Scientists Find 3 Potentially Habitable Planets Near Earth

By Andrew Follett

A team of astronomers from the University of Liège in Belgium found three potentially inhabitable planets relatively close to Earth, according to a study published online Monday.

Three planets are in orbit around a star known as TRAPPIST-1. They’re “currently the best place to search for life beyond the solar system,” according to the study. This is because they are likely in the “Goldilocks Zone,”  the region around a star that has just the right conditions to find liquid water on a planet’s surface. The three new worlds are only 39.13 light-years, or parsecs, away in the Aquarius constellation.

“This really is a paradigm shift with regards to the planet population and the path towards finding life in the Universe,” Dr. Emmanuël Jehin, the study’s co-author, said in a press release. “So far, the existence of such ‘red worlds’ orbiting ultra-cool dwarf stars was purely theoretical, but now we have not just one lonely planet around such a faint red star but a complete system of three planets!”

The planets were originally located using the Belgian TRAPPIST telescope, but the observations which determined the planets were near the size of Earth were made by the Very Large Telescope in Chile.

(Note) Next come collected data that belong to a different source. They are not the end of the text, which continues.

//! Timer wiring for the popup state machine.
//!
//! The driver owns an [`AlertPopupController`] and two timers: a repeating
//! tick while the countdown runs, and a one-shot hide after `close`. Both are
//! re-armed after every accepted transition. A timer carries the controller
//! epoch it was armed under and does nothing once the epoch has moved on, so
//! an aborted timer that already woke up cannot act either.
//!
//! Must be used from within a tokio runtime.

#[cfg(test)]
#[path = "driver_tests.rs"]
mod tests;

use std::sync::Arc;
use std::time::Duration;

use parking_lot::Mutex;
use tokio::sync::watch;
use tokio::task::JoinHandle;
use tokio::time::{Instant, MissedTickBehavior};
use tracing::{debug, trace};

use watchpost_config::PopupConfig;
use watchpost_protocols::{Alert, PopupPhase, PopupView, Presenter, ValidationError};

use super::controller::AlertPopupController;

#[derive(Default)]
struct Timers {
    tick: Option<JoinHandle<()>>,
    hide: Option<JoinHandle<()>>,
}

impl Timers {
    fn cancel(&mut self) {
        if let Some(handle) = self.tick.take() {
            handle.abort();
        }
        if let Some(handle) = self.hide.take() {
            handle.abort();
        }
    }
}

struct Shared {
    // Lock order: timers, then controller.
    timers: Mutex<Timers>,
    controller: Mutex<AlertPopupController>,
    tick_interval: Duration,
    closing_delay: Duration,
    phase_tx: watch::Sender<PopupPhase>,
}

/// Drives an [`AlertPopupController`] with tokio timers.
pub struct PopupDriver {
    shared: Arc<Shared>,
}

impl PopupDriver {
    /// Create a driver from popup configuration.
    pub fn new(config: &PopupConfig, presenter: Arc<dyn Presenter>) -> Self {
        let controller = AlertPopupController::new(config, presenter);
        Self::with_controller(
            controller,
            Duration::from_millis(config.tick_interval_ms.max(1)),
            Duration::from_millis(config.closing_delay_ms),
        )
    }

    /// Wrap an existing controller.
    pub fn with_controller(
        controller: AlertPopupController,
        tick_interval: Duration,
        closing_delay: Duration,
    ) -> Self {
        let (phase_tx, _) = watch::channel(controller.phase());
        Self {
            shared: Arc::new(Shared {
                timers: Mutex::new(Timers::default()),
                controller: Mutex::new(controller),
                tick_interval,
                closing_delay,
                phase_tx,
            }),
        }
    }

    /// Show `alert`, replacing the current one and cancelling any pending hide.
    pub fn show(&self, alert: Alert) -> Result<(), ValidationError> {
        let mut result = Ok(());
        apply(&self.shared, |ctl| match ctl.show(alert) {
            Ok(()) => true,
            Err(e) => {
                result = Err(e);
                false
            }
        });
        result
    }

    pub fn hover_enter(&self) -> bool {
        apply(&self.shared, AlertPopupController::on_hover_enter)
    }

    pub fn hover_leave(&self) -> bool {
        apply(&self.shared, AlertPopupController::on_hover_leave)
    }

    pub fn close(&self) -> bool {
        apply(&self.shared, AlertPopupController::close)
    }

    pub fn click(&self) -> bool {
        apply(&self.shared, AlertPopupController::click)
    }

    pub fn phase(&self) -> PopupPhase {
        self.shared.controller.lock().phase()
    }

    pub fn remaining(&self) -> u32 {
        self.shared.controller.lock().remaining()
    }

    pub fn view(&self) -> Option<PopupView> {
        self.shared.controller.lock().view()
    }

    /// Subscribe to phase changes.
    pub fn subscribe(&self) -> watch::Receiver<PopupPhase> {
        self.shared.phase_tx.subscribe()
    }

    /// Wait until no popup is displayed.
    pub async fn wait_hidden(&self) {
        let mut rx = self.subscribe();
        // The sender lives in `self.shared`, so the channel cannot close here.
        let _ = rx.wait_for(|phase| *phase == PopupPhase::Hidden).await;
    }
}

impl Drop for PopupDriver {
    fn drop(&mut self) {
        self.shared.timers.lock().cancel();
    }
}

/// Run one controller input and re-arm timers if it was accepted.
fn apply<F>(shared: &Arc<Shared>, op: F) -> bool
where
    F: FnOnce(&mut AlertPopupController) -> bool,
{
    let mut timers = shared.timers.lock();
    let (accepted, phase, epoch, auto_dismiss) = {
        let mut ctl = shared.controller.lock();
        let accepted = op(&mut ctl);
        (accepted, ctl.phase(), ctl.epoch(), ctl.is_auto_dismiss())
    };

    if accepted {
        arm(shared, &mut timers, phase, epoch, auto_dismiss);
    }
    accepted
}

fn arm(
    shared: &Arc<Shared>,
    timers: &mut Timers,
    phase: PopupPhase,
    epoch: u64,
    auto_dismiss: bool,
) {
    timers.cancel();
    match phase {
        PopupPhase::Counting if auto_dismiss => {
            timers.tick = Some(spawn_ticker(Arc::clone(shared), epoch));
        }
        PopupPhase::Closing => {
            timers.hide = Some(spawn_hide(Arc::clone(shared), epoch));
        }
        _ => {}
    }
    shared.phase_tx.send_replace(phase);
}

fn spawn_ticker(shared: Arc<Shared>, epoch: u64) -> JoinHandle<()> {
    tokio::spawn(async move {
        let period = shared.tick_interval;
        let mut interval = tokio::time::interval_at(Instant::now() + period, period);
        interval.set_missed_tick_behavior(MissedTickBehavior::Delay);

        loop {
            interval.tick().await;

            let mut timers = shared.timers.lock();
            let mut ctl = shared.controller.lock();
            if ctl.epoch() != epoch {
                trace!(epoch, "Stale popup tick ignored");
                return;
            }
            if ctl.tick() {
                let closing_epoch = ctl.epoch();
                drop(ctl);
                debug!("Popup countdown elapsed");
                timers.tick = None;
                timers.hide = Some(spawn_hide(Arc::clone(&shared), closing_epoch));
                shared.phase_tx.send_replace(PopupPhase::Closing);
                return;
            }
        }
    })
}

fn spawn_hide(shared: Arc<Shared>, epoch: u64) -> JoinHandle<()> {
    tokio::spawn(async move {
        tokio::time::sleep(shared.closing_delay).await;

        let mut timers = shared.timers.lock();
        let mut ctl = shared.controller.lock();
        if ctl.epoch() != epoch {
            trace!(epoch, "Stale popup hide ignored");
            return;
        }
        if ctl.finish_close() {
            drop(ctl);
            timers.hide = None;
            shared.phase_tx.send_replace(PopupPhase::Hidden);
        }
    })
}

“[S]ystems around these tiny stars are the only places where we can detect life on an Earth-sized exoplanet with our current technology,” Dr. Michaël Gillon, the paper’s lead author, said in a press release. “So if we want to find life elsewhere in the Universe, this is where we should start to look.”

Astronomers plan to search these planets for signs of life by studying the effect the atmospheres of the planets have on the light reaching Earth. For Earth-sized planets orbiting most stars this tiny effect is usually swamped starlight, but the TRAPPIST 1 is a red ultra-cool dwarf stars, which isn’t bright enough to block out the effect.

Despite being so close to the Earth, this star is too dim and too red to be seen with the naked eye or even visually with a large amateur telescope.